The early reconstruction of a human gut is useful in contextualizing what our microbiomes look like today; researchers want to know which bacteria stayed with us and which disappeared completely from our internal ecosystems. Microorganisms with a significant endurance in the intestines of mammals are called ‘old friends’. in the mid 2000s, and their co-evolution with us is linked to the way humans have lived for hundreds of thousands of years.

If we understand the Neanderthals, we can better map our own evolutionary path.

If we understand the Neanderthals, we can better map our own evolutionary path.
Photo: CESAR MANSO / AFP via Getty Images (Getty Images)

The oldest data from the human gut microbiome is about 8,000 years old – it does not even precede the last ice age, which ended about 11,000 years ago. This has failed researchers when it comes to the inside of our early ancestors. The Neanderthal shit moves the chronology back about 40,000 years – shortly before the Neanderthal people as we know it disappeared from the evolutionary record.

“The point is that we have identified some microorganisms that are shared between modern humans and Neanderthals,” Candela said. ‘This means that these microorganisms populated the intestines of the human race before the separation of the Neanderthal and sapiens gender lines. ”

An important finding in the Neanderthal shit was the inclusion of short-chain fatty acid-producing bacteria, many of which enable people to deplete extra energy from dietary fiber, and one of which, according to the researchers, has health benefits for elderly mothers and their children. But just as good microbes have invaded our intestines over time, so have the hell-raisers – researchers have also found bacterial pathogens in the feces that still occur today, causing oral and dental diseases in modern humans.

According to Candela, the microbiomes of populations living in traditional, rural ways, such as the Hazda, a group of hunter-gatherers in northern Tanzania, tend to be more similar. On the other hand, there are people who live in urban environments, who isolate our intestines and compare our bacterial inhabitants less from person to person. The article describes a great loss of bacterial diversity in modern human gut and the situation in which each of our gut does not talk to each other as in our evolutionary past. “Each of us is like an island,” Candela said.

Often the evolutionary path of man is heroically surrounded – from very early humans we were the ones who succeeded. But as the Neanderthal microbiome shows, we were hardly alone for that trip. Many microorganisms had the same path.

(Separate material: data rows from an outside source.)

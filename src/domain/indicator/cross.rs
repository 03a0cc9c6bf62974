//! Crossover detection between two series.

use super::align;

/// `a` crossed above `b` on the current bar: a > b now and a <= b one bar back.
pub fn crossover(a: &[f64], b: &[f64]) -> bool {
    last_two(a, b).is_some_and(|(a0, b0, a1, b1)| a0 > b0 && a1 <= b1)
}

/// `a` crossed below `b` on the current bar.
pub fn crossunder(a: &[f64], b: &[f64]) -> bool {
    last_two(a, b).is_some_and(|(a0, b0, a1, b1)| a0 < b0 && a1 >= b1)
}

pub fn cross(a: &[f64], b: &[f64]) -> bool {
    crossover(a, b) || crossunder(a, b)
}

fn last_two(a: &[f64], b: &[f64]) -> Option<(f64, f64, f64, f64)> {
    let [a, b] = align([a, b]);
    let n = a.len();
    if n < 2 {
        return None;
    }
    // Comparisons with NaN are false, so a NaN anywhere means no cross.
    Some((a[n - 1], b[n - 1], a[n - 2], b[n - 2]))
}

“Based on these results, we can expect the symbiotic time depth between humans and some attending microbes to last at least one million years,” wrote Stephanie Schnorr, co-author in Nature. blog about the research. “It implies a solid physiological relationship linked to normal development and health in longevity for people as well as Neanderthals as an ancient legacy.”

Hopefully more feces will be studied in the future so that we can further unpack the guts that made us who we are. For now, we can be thankful that the findings are not stupid.